■ **THE TASK**: Write out the stretch of lines below that begins at the line with "to the label" and ends at the line with "let positions: HashMap<i64, usize>", including both, exactly as given and nothing more.

--- AVAILABLE DATA Enclosed Below ---

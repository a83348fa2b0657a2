//! Combining member predictions: majority vote with first-seen
//! tie-breaking for labels, averaging for values.

use std::collections::HashMap;

use crate::error::SelectError;

/// Distinct labels in order of first appearance.
#[must_use]
pub fn first_seen_labels(labels: &[i64]) -> Vec<i64> {
    let mut order = Vec::new();
    for &label in labels {
        if !order.contains(&label) {
            order.push(label);
        }
    }
    order
}

/// Majority vote per row across members.
///
/// Ties go to the label appearing earliest in `label_order`, which callers
/// derive from training-target first appearance via [`first_seen_labels`].
pub fn tiebreaking_vote(
    member_votes: &[&[i64]],
    label_order: &[i64],
) -> Result<Vec<i64>, SelectError> {
    let Some(first) = member_votes.first() else {
        return Err(SelectError::EmptyVote);
    };
    let n_rows = first.len();
    for votes in member_votes {
        if votes.len() != n_rows {
            return Err(SelectError::VoteShape {
                expected: n_rows,
                got: votes.len(),
            });
        }
    }

    let positions: HashMap<i64, usize> = label_order
        .iter()
        .enumerate()
        .map(|(position, &label)| (label, position))
        .collect();

    let mut voted = Vec::with_capacity(n_rows);
    let mut counts = vec![0usize; label_order.len()];
    for row in 0..n_rows {
        counts.fill(0);
        for votes in member_votes {
            let label = votes[row];
            let position = *positions
                .get(&label)
                .ok_or(SelectError::VoteLabelUnknown { label })?;
            counts[position] += 1;
        }
        let mut best = 0;
        for (candidate, &count) in counts.iter().enumerate() {
            if count > counts[best] {
                best = candidate;
            }
        }
        voted.push(label_order[best]);
    }
    Ok(voted)
}

/// Mean per row across members.
pub fn mean_vote(member_values: &[&[f64]]) -> Result<Vec<f64>, SelectError> {
    let Some(first) = member_values.first() else {
        return Err(SelectError::EmptyVote);
    };
    let n_rows = first.len();
    for values in member_values {
        if values.len() != n_rows {
            return Err(SelectError::VoteShape {
                expected: n_rows,
                got: values.len(),
            });
        }
    }

    let n_members = member_values.len() as f64;
    Ok((0..n_rows)
        .map(|row| {
            member_values.iter().map(|values| values[row]).sum::<f64>() / n_members
        })
        .collect())
}
#[cfg(test)]
mod tests {
    use taiga_forest::{ClassWeight, Family, ForestParams, Mode, Predictions, Targets};

    use super::EnsembleConfig;
    use crate::error::SelectError;
    use crate::grid::ParamGrid;

    fn blob_data() -> (Vec<Vec<f64>>, Targets) {
        let mut features = Vec::new();
        let mut labels = Vec::new();
        for i in 0..30 {
            features.push(vec![i as f64 * 0.1, 0.5]);
            labels.push(0);
        }
        for i in 0..30 {
            features.push(vec![10.0 + i as f64 * 0.1, 0.5]);
            labels.push(1);
        }
        for i in 0..30 {
            features.push(vec![20.0 + i as f64 * 0.1, 0.5]);
            labels.push(2);
        }
        (features, Targets::Labels(labels))
    }

    fn line_data() -> (Vec<Vec<f64>>, Targets) {
        let mut features = Vec::new();
        let mut values = Vec::new();
        for i in 0..80 {
            let x = i as f64 * 0.25;
            features.push(vec![x, 1.0]);
            values.push(3.0 * x);
        }
        (features, Targets::Values(values))
    }

    fn tiny_grid() -> ParamGrid {
        ParamGrid {
            families: vec![Family::RandomForest],
            n_trees: vec![40, 60],
            min_samples_leaf: vec![1],
            class_weights: vec![ClassWeight::Uniform],
            bootstrap: vec![true],
        }
    }

    fn accuracy(predicted: &Predictions, truth: &Targets) -> f64 {
        let predicted = predicted.as_labels().expect("label predictions");
        let truth = truth.as_labels().expect("label targets");
        let correct = predicted.iter().zip(truth).filter(|(p, t)| p == t).count();
        correct as f64 / truth.len() as f64
    }

    // --- configuration ---

    #[test]
    fn unknown_metric_rejected_at_construction() {
        assert!(matches!(
            EnsembleConfig::new("logLoss"),
            Err(SelectError::UnknownMetric { .. })
        ));
    }

    #[test]
    fn mode_follows_metric() {
        assert_eq!(
            EnsembleConfig::new("f1Macro").unwrap().mode(),
            Mode::Classification
        );
        assert_eq!(
            EnsembleConfig::new("meanSquaredError").unwrap().mode(),
            Mode::Regression
        );
    }

    #[test]
    fn zero_num_fits_rejected() {
        let (features, targets) = blob_data();
        let err = EnsembleConfig::new("accuracy")
            .unwrap()
            .with_num_fits(0)
            .fit(&features, &targets)
            .unwrap_err();
        assert!(matches!(err, SelectError::InvalidNumFits { num_fits: 0 }));
    }

    #[test]
    fn zero_parallelism_rejected() {
        let (features, targets) = blob_data();
        let err = EnsembleConfig::new("accuracy")
            .unwrap()
            .with_inner_threads(0)
            .fit(&features, &targets)
            .unwrap_err();
        assert!(matches!(err, SelectError::InvalidParallelism { degree: 0 }));
    }

    #[test]
    fn zero_subsample_bound_rejected() {
        let (features, targets) = blob_data();
        let err = EnsembleConfig::new("accuracy")
            .unwrap()
            .with_search_bound(0)
            .fit(&features, &targets)
            .unwrap_err();
        assert!(matches!(err, SelectError::InvalidSubsampleBound { bound: 0 }));
    }

    #[test]
    fn empty_grid_rejected() {
        let (features, targets) = blob_data();
        let mut grid = tiny_grid();
        grid.families.clear();
        let err = EnsembleConfig::new("accuracy")
            .unwrap()
            .with_param_grid(grid)
            .fit(&features, &targets)
            .unwrap_err();
        assert!(matches!(err, SelectError::EmptyGrid));
    }

    #[test]
    fn wrong_target_kind_rejected() {
        let (features, _) = blob_data();
        let values = Targets::Values(vec![0.0; features.len()]);
        let err = EnsembleConfig::new("accuracy")
            .unwrap()
            .fit(&features, &values)
            .unwrap_err();
        assert!(matches!(
            err,
            SelectError::Forest(taiga_forest::ForestError::TargetKindMismatch { .. })
        ));
    }

    // --- fixed-parameter fitting ---

    #[test]
    fn fixed_strategy_fits_members_without_details() {
        let (features, targets) = blob_data();
        let params = ForestParams::new(Family::RandomForest).with_n_trees(15);
        let ensemble = EnsembleConfig::new("accuracy")
            .unwrap()
            .with_fixed_params(params)
            .with_num_fits(3)
            .with_outer_threads(2)
            .fit(&features, &targets)
            .unwrap();

        assert_eq!(ensemble.members().len(), 3);
        assert!(matches!(
            ensemble.details(),
            Err(SelectError::DetailsUnavailable)
        ));

        let predictions = ensemble.predict(&features).unwrap();
        assert!(accuracy(&predictions, &targets) > 0.9);
    }

    #[test]
    fn fixed_strategy_stamps_config_seed() {
        let (features, targets) = blob_data();
        let params = ForestParams::new(Family::RandomForest)
            .with_n_trees(15)
            .with_seed(1234);
        // The config seed, not the params seed, controls the fit.
        let first = EnsembleConfig::new("accuracy")
            .unwrap()
            .with_fixed_params(params.clone())
            .with_seed(7)
            .with_outer_threads(2)
            .fit(&features, &targets)
            .unwrap();
        let second = EnsembleConfig::new("accuracy")
            .unwrap()
            .with_fixed_params(params.with_seed(5678))
            .with_seed(7)
            .with_outer_threads(2)
            .fit(&features, &targets)
            .unwrap();

        let preds1 = first.predict(&features).unwrap();
        let preds2 = second.predict(&features).unwrap();
        assert_eq!(preds1, preds2);
    }

    // --- grid-search fitting ---

    #[test]
    fn grid_strategy_reports_details() {
        let (features, targets) = blob_data();
        let ensemble = EnsembleConfig::new("accuracy")
            .unwrap()
            .with_param_grid(tiny_grid())
            .with_outer_threads(2)
            .fit(&features, &targets)
            .unwrap();

        let details = ensemble.details().unwrap();
        assert_eq!(details.num_fits, 1);
        assert!(details.best_fitness.value() > 0.8);
        assert_eq!(details.best_params.seed(), 42);

        let report = ensemble.search_report().unwrap();
        assert_eq!(report.n_candidates, 2);
        assert_eq!(report.search_rows, 90);
        assert_eq!(report.refit_rows, 90);
    }

    #[test]
    fn details_serialize_to_flat_json() {
        let (features, targets) = blob_data();
        let ensemble = EnsembleConfig::new("accuracy")
            .unwrap()
            .with_param_grid(tiny_grid())
            .with_outer_threads(2)
            .fit(&features, &targets)
            .unwrap();

        let value = serde_json::to_value(ensemble.details().unwrap()).unwrap();
        assert!(value["best_fitness"].is_number());
        assert_eq!(value["best_params"]["seed"], 42);
        assert_eq!(value["num_fits"], 1);
    }

    #[test]
    fn grid_strategy_predicts_well() {
        let (features, targets) = blob_data();
        let ensemble = EnsembleConfig::new("accuracy")
            .unwrap()
            .with_param_grid(tiny_grid())
            .with_outer_threads(2)
            .fit(&features, &targets)
            .unwrap();

        let predictions = ensemble.predict(&features).unwrap();
        assert!(accuracy(&predictions, &targets) > 0.9);
    }

    #[test]
    fn regression_ensemble_averages_members() {
        let (features, targets) = line_data();
        let params = ForestParams::new(Family::ExtraTrees).with_n_trees(20);
        let ensemble = EnsembleConfig::new("meanSquaredError")
            .unwrap()
            .with_fixed_params(params)
            .with_num_fits(3)
            .with_outer_threads(2)
            .fit(&features, &targets)
            .unwrap();

        let Predictions::Values(predicted) = ensemble.predict(&features).unwrap() else {
            panic!("expected values");
        };
        let truth = targets.as_values().unwrap();
        let mse: f64 = predicted
            .iter()
            .zip(truth)
            .map(|(p, t)| (p - t) * (p - t))
            .sum::<f64>()
            / truth.len() as f64;
        assert!(mse < 4.0, "mse = {mse}");
    }

    #[test]
    fn proba_comes_from_the_first_member() {
        let (features, targets) = blob_data();
        let params = ForestParams::new(Family::RandomForest).with_n_trees(15);
        let ensemble = EnsembleConfig::new("accuracy")
            .unwrap()
            .with_fixed_params(params)
            .with_num_fits(2)
            .with_outer_threads(2)
            .fit(&features, &targets)
            .unwrap();

        let proba = ensemble.predict_proba(&features).unwrap();
        assert_eq!(proba.len(), features.len());
        for row in &proba {
            assert_eq!(row.len(), 3);
            let sum: f64 = row.iter().sum();
            assert!((sum - 1.0).abs() < 1e-9);
        }
        assert_eq!(
            proba,
            ensemble.members()[0].predict_proba(&features).unwrap()
        );
    }

    #[test]
    fn predict_matches_member_vote() {
        let (features, targets) = blob_data();
        let params = ForestParams::new(Family::RandomForest).with_n_trees(15);
        let ensemble = EnsembleConfig::new("accuracy")
            .unwrap()
            .with_fixed_params(params)
            .with_num_fits(3)
            .with_outer_threads(2)
            .fit(&features, &targets)
            .unwrap();

        let member_votes: Vec<Vec<i64>> = ensemble
            .members()
            .iter()
            .map(|member| {
                member
                    .predict(&features)
                    .unwrap()
                    .as_labels()
                    .unwrap()
                    .to_vec()
            })
            .collect();
        let votes: Vec<&[i64]> = member_votes.iter().map(Vec::as_slice).collect();
        let resolved =
            crate::vote::tiebreaking_vote(&votes, ensemble.label_order().unwrap()).unwrap();

        let predicted = ensemble.predict(&features).unwrap();
        assert_eq!(predicted.as_labels().unwrap(), resolved.as_slice());
    }

    #[test]
    fn proba_rejected_for_regression() {
        let (features, targets) = line_data();
        let params = ForestParams::new(Family::ExtraTrees).with_n_trees(10);
        let ensemble = EnsembleConfig::new("rSquared")
            .unwrap()
            .with_fixed_params(params)
            .fit(&features, &targets)
            .unwrap();
        assert!(ensemble.predict_proba(&features).is_err());
    }

    #[test]
    fn label_order_follows_first_appearance() {
        let features = vec![vec![0.0], vec![1.0], vec![2.0], vec![3.0]];
        let targets = Targets::Labels(vec![5, 1, 5, 3]);
        let params = ForestParams::new(Family::RandomForest).with_n_trees(10);
        let ensemble = EnsembleConfig::new("accuracy")
            .unwrap()
            .with_fixed_params(params)
            .with_outer_threads(1)
            .fit(&features, &targets)
            .unwrap();

        assert_eq!(ensemble.label_order(), Some(&[5, 1, 3][..]));
    }

    #[test]
    fn deterministic_across_runs() {
        let (features, targets) = blob_data();
        let run = || {
            EnsembleConfig::new("f1Macro")
                .unwrap()
                .with_param_grid(tiny_grid())
                .with_num_fits(2)
                .with_outer_threads(2)
                .fit(&features, &targets)
                .unwrap()
        };

        let first = run().predict(&features).unwrap();
        let second = run().predict(&features).unwrap();
        assert_eq!(first, second);
    }
}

--- End of Enclosed AVAILABLE DATA ---

■ **RESULT OF THE TASK**:
/// Ties go to the label appearing earliest in `label_order`, which callers
/// derive from training-target first appearance via [`first_seen_labels`].
pub fn tiebreaking_vote(
    member_votes: &[&[i64]],
    label_order: &[i64],
) -> Result<Vec<i64>, SelectError> {
    let Some(first) = member_votes.first() else {
        return Err(SelectError::EmptyVote);
    };
    let n_rows = first.len();
    for votes in member_votes {
        if votes.len() != n_rows {
            return Err(SelectError::VoteShape {
                expected: n_rows,
                got: votes.len(),
            });
        }
    }

    let positions: HashMap<i64, usize> = label_order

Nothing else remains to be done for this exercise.